Dataset entries:
[Start of Attachment]

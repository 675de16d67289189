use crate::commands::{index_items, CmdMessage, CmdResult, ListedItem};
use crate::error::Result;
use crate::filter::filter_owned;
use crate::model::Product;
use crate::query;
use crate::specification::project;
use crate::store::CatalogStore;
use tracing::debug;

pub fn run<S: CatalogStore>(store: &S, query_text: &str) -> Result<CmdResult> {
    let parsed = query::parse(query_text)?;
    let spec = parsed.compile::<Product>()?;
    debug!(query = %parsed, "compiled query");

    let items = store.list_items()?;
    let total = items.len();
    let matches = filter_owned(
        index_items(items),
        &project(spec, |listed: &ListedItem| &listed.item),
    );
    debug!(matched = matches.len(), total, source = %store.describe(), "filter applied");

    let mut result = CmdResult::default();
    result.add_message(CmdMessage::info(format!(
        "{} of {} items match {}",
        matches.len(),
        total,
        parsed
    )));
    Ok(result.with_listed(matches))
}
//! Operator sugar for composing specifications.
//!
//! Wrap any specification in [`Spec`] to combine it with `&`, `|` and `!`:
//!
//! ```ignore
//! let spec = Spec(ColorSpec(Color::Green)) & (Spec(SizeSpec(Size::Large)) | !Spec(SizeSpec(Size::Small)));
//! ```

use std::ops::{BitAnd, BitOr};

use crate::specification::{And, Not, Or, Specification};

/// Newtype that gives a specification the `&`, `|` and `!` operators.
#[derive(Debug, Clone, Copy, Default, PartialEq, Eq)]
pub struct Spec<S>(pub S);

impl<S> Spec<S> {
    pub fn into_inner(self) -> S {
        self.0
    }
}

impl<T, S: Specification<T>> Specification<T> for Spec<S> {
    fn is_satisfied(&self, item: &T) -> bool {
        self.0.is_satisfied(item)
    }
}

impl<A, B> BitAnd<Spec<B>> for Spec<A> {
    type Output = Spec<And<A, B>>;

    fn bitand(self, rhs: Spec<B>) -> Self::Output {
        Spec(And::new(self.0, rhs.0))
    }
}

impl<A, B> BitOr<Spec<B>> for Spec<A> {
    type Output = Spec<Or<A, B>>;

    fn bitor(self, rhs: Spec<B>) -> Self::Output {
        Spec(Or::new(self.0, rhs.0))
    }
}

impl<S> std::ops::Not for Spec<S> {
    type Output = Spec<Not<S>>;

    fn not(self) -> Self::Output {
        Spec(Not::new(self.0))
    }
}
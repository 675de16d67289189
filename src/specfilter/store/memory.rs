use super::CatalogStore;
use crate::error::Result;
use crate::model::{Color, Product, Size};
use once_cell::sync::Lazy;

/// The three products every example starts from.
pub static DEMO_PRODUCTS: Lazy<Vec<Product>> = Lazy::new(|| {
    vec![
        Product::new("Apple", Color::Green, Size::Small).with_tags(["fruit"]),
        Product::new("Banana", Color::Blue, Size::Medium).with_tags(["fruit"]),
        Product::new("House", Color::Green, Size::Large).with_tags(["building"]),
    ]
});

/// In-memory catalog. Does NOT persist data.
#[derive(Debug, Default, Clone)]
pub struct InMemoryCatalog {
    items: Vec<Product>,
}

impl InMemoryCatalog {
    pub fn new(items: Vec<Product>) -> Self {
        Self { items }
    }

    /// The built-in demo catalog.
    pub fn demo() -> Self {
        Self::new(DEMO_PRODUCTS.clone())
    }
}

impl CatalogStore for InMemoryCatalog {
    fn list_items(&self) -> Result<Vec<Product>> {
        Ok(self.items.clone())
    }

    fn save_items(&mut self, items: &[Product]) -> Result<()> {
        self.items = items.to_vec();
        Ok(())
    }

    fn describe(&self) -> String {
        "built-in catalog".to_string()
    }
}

[End of Attachment]

> Task requirements
Please output each entry above exactly, leaving nothing out.

> Written reply
repository 675de16d67289189
use crate::commands::{index_items, CmdMessage, CmdResult, ListedItem};
use crate::error::Result;
use crate::filter::filter_owned;
use crate::model::Product;
use crate::query;
use crate::specification::project;
use crate::store::CatalogStore;
use tracing::debug;

pub fn run<S: CatalogStore>(store: &S, query_text: &str) -> Result<CmdResult> {
    let parsed = query::parse(query_text)?;
    let spec = parsed.compile::<Product>()?;
    debug!(query = %parsed, "compiled query");

    let items = store.list_items()?;
    let total = items.len();
    let matches = filter_owned(
        index_items(items),
        &project(spec, |listed: &ListedItem| &listed.item),
    );
    debug!(matched = matches.len(), total, source = %store.describe(), "filter applied");

    let mut result = CmdResult::default();
    result.add_message(CmdMessage::info(format!(
        "{} of {} items match {}",
        matches.len(),
        total,
        parsed
    )));
    Ok(result.with_listed(matches))
}
//! Operator sugar for composing specifications.
//!
//! Wrap any specification in [`Spec`] to combine it with `&`, `|` and `!`:
//!
//! ```ignore
//! let spec = Spec(ColorSpec(Color::Green)) & (Spec(SizeSpec(Size::Large)) | !Spec(SizeSpec(Size::Small)));
//! ```

use std::ops::{BitAnd, BitOr};

use crate::specification::{And, Not, Or, Specification};

/// Newtype that gives a specification the `&`, `|` and `!` operators.
#[derive(Debug, Clone, Copy, Default, PartialEq, Eq)]
pub struct Spec<S>(pub S);

impl<S> Spec<S> {
    pub fn into_inner(self) -> S {
        self.0
    }
}

impl<T, S: Specification<T>> Specification<T> for Spec<S> {
    fn is_satisfied(&self, item: &T) -> bool {
        self.0.is_satisfied(item)
    }
}

impl<A, B> BitAnd<Spec<B>> for Spec<A> {
    type Output = Spec<And<A, B>>;

    fn bitand(self, rhs: Spec<B>) -> Self::Output {
        Spec(And::new(self.0, rhs.0))
    }
}

impl<A, B> BitOr<Spec<B>> for Spec<A> {
    type Output = Spec<Or<A, B>>;

    fn bitor(self, rhs: Spec<B>) -> Self::Output {
        Spec(Or::new(self.0, rhs.0))
    }
}

impl<S> std::ops::Not for Spec<S> {
    type Output = Spec<Not<S>>;

    fn not(self) -> Self::Output {
        Spec(Not::new(self.0))
    }
}
repository 675de16d67289189
filename src/specfilter/store/memory.rs
use super::CatalogStore;
use crate::error::Result;
use crate::model::{Color, Product, Size};
use once_cell::sync::Lazy;

/// The three products every example starts from.
pub static DEMO_PRODUCTS: Lazy<Vec<Product>> = Lazy::new(|| {
    vec![
        Product::new("Apple", Color::Green, Size::Small).with_tags(["fruit"]),
        Product::new("Banana", Color::Blue, Size::Medium).with_tags(["fruit"]),
        Product::new("House", Color::Green, Size::Large).with_tags(["building"]),
    ]
});

/// In-memory catalog. Does NOT persist data.
#[derive(Debug, Default, Clone)]
pub struct InMemoryCatalog {
    items: Vec<Product>,
}

impl InMemoryCatalog {
    pub fn new(items: Vec<Product>) -> Self {
        Self { items }
    }

    /// The built-in demo catalog.
    pub fn demo() -> Self {
        Self::new(DEMO_PRODUCTS.clone())
    }
}

impl CatalogStore for InMemoryCatalog {
    fn list_items(&self) -> Result<Vec<Product>> {
        Ok(self.items.clone())
    }

    fn save_items(&mut self, items: &[Product]) -> Result<()> {
        self.items = items.to_vec();
        Ok(())
    }

    fn describe(&self) -> String {
        "built-in catalog".to_string()
    }
}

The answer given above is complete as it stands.